▶ **EXERCISE DIRECTIONS**
Reproduce each entry below exactly, without omitting any.

======== DATA RECORDS ========

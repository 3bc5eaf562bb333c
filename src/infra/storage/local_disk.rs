//! On-disk backend: one JSON document per key under a root directory.
//!
//! This is the localStorage analog for a terminal host. Writes land in a
//! sibling temp file and are moved into place, so the document under a
//! key is always replaced atomically.

use std::fs;
use std::io;
use std::path::PathBuf;

use tracing::debug;

use crate::application::storage::{KeyValueStorage, StorageError};

pub struct LocalDiskStorage {
    root: PathBuf,
}

impl LocalDiskStorage {
    /// Open the storage root, creating it when missing.
    pub fn new(root: impl Into<PathBuf>) -> Result<Self, StorageError> {
        let root = root.into();

        fs::create_dir_all(&root).map_err(|error| StorageError::RootPathInvalid {
            path: root.clone(),
            reason: error.to_string(),
        })?;

        let attr = fs::metadata(&root).map_err(|error| StorageError::RootPathInvalid {
            path: root.clone(),
            reason: error.to_string(),
        })?;
        if attr.permissions().readonly() {
            return Err(StorageError::RootPathInvalid {
                path: root,
                reason: "root directory must be writable".to_string(),
            });
        }

        let root = root
            .canonicalize()
            .map_err(|error| StorageError::RootPathInvalid {
                path: root.clone(),
                reason: error.to_string(),
            })?;

        Ok(Self { root })
    }

    pub fn root(&self) -> &std::path::Path {
        &self.root
    }

    fn document_path(&self, key: &str) -> PathBuf {
        // Keys are flat names; anything path-like is flattened so a key
        // can never escape the root.
        let file_name: String = key
            .chars()
            .map(|ch| {
                if ch.is_ascii_alphanumeric() || ch == '-' || ch == '_' {
                    ch
                } else {
                    '-'
                }
            })
            .collect();
        self.root.join(format!("{file_name}.json"))
    }
}

impl KeyValueStorage for LocalDiskStorage {
    fn get(&self, key: &str) -> Result<Option<String>, StorageError> {
        match fs::read_to_string(self.document_path(key)) {
            Ok(raw) => Ok(Some(raw)),
            Err(error) if error.kind() == io::ErrorKind::NotFound => Ok(None),
            Err(error) => Err(StorageError::Io(error)),
        }
    }

    fn set(&self, key: &str, value: &str) -> Result<(), StorageError> {
        let path = self.document_path(key);
        let staged = path.with_extension("json.tmp");
        fs::write(&staged, value)?;
        fs::rename(&staged, &path)?;
        debug!(path = %path.display(), bytes = value.len(), "replaced post document");
        Ok(())
    }
}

========

▶ **WORKED SOLUTION**
repository 3bc5eaf562bb333c
filename src/infra/storage/local_disk.rs
//! On-disk backend: one JSON document per key under a root directory.
//!
//! This is the localStorage analog for a terminal host. Writes land in a
//! sibling temp file and are moved into place, so the document under a
//! key is always replaced atomically.

use std::fs;
use std::io;
use std::path::PathBuf;

use tracing::debug;

use crate::application::storage::{KeyValueStorage, StorageError};

pub struct LocalDiskStorage {
    root: PathBuf,
}

impl LocalDiskStorage {
    /// Open the storage root, creating it when missing.
    pub fn new(root: impl Into<PathBuf>) -> Result<Self, StorageError> {
        let root = root.into();

        fs::create_dir_all(&root).map_err(|error| StorageError::RootPathInvalid {
            path: root.clone(),
            reason: error.to_string(),
        })?;

        let attr = fs::metadata(&root).map_err(|error| StorageError::RootPathInvalid {
            path: root.clone(),
            reason: error.to_string(),
        })?;
        if attr.permissions().readonly() {
            return Err(StorageError::RootPathInvalid {
                path: root,
                reason: "root directory must be writable".to_string(),
            });
        }

        let root = root
            .canonicalize()
            .map_err(|error| StorageError::RootPathInvalid {
                path: root.clone(),
                reason: error.to_string(),
            })?;

        Ok(Self { root })
    }

    pub fn root(&self) -> &std::path::Path {
        &self.root
    }

    fn document_path(&self, key: &str) -> PathBuf {
        // Keys are flat names; anything path-like is flattened so a key
        // can never escape the root.
        let file_name: String = key
            .chars()
            .map(|ch| {
                if ch.is_ascii_alphanumeric() || ch == '-' || ch == '_' {
                    ch
                } else {
                    '-'
                }
            })
            .collect();
        self.root.join(format!("{file_name}.json"))
    }
}

impl KeyValueStorage for LocalDiskStorage {
    fn get(&self, key: &str) -> Result<Option<String>, StorageError> {
        match fs::read_to_string(self.document_path(key)) {
            Ok(raw) => Ok(Some(raw)),
            Err(error) if error.kind() == io::ErrorKind::NotFound => Ok(None),
            Err(error) => Err(StorageError::Io(error)),
        }
    }

    fn set(&self, key: &str, value: &str) -> Result<(), StorageError> {
        let path = self.document_path(key);
        let staged = path.with_extension("json.tmp");
        fs::write(&staged, value)?;
        fs::rename(&staged, &path)?;
        debug!(path = %path.display(), bytes = value.len(), "replaced post document");
        Ok(())
    }
}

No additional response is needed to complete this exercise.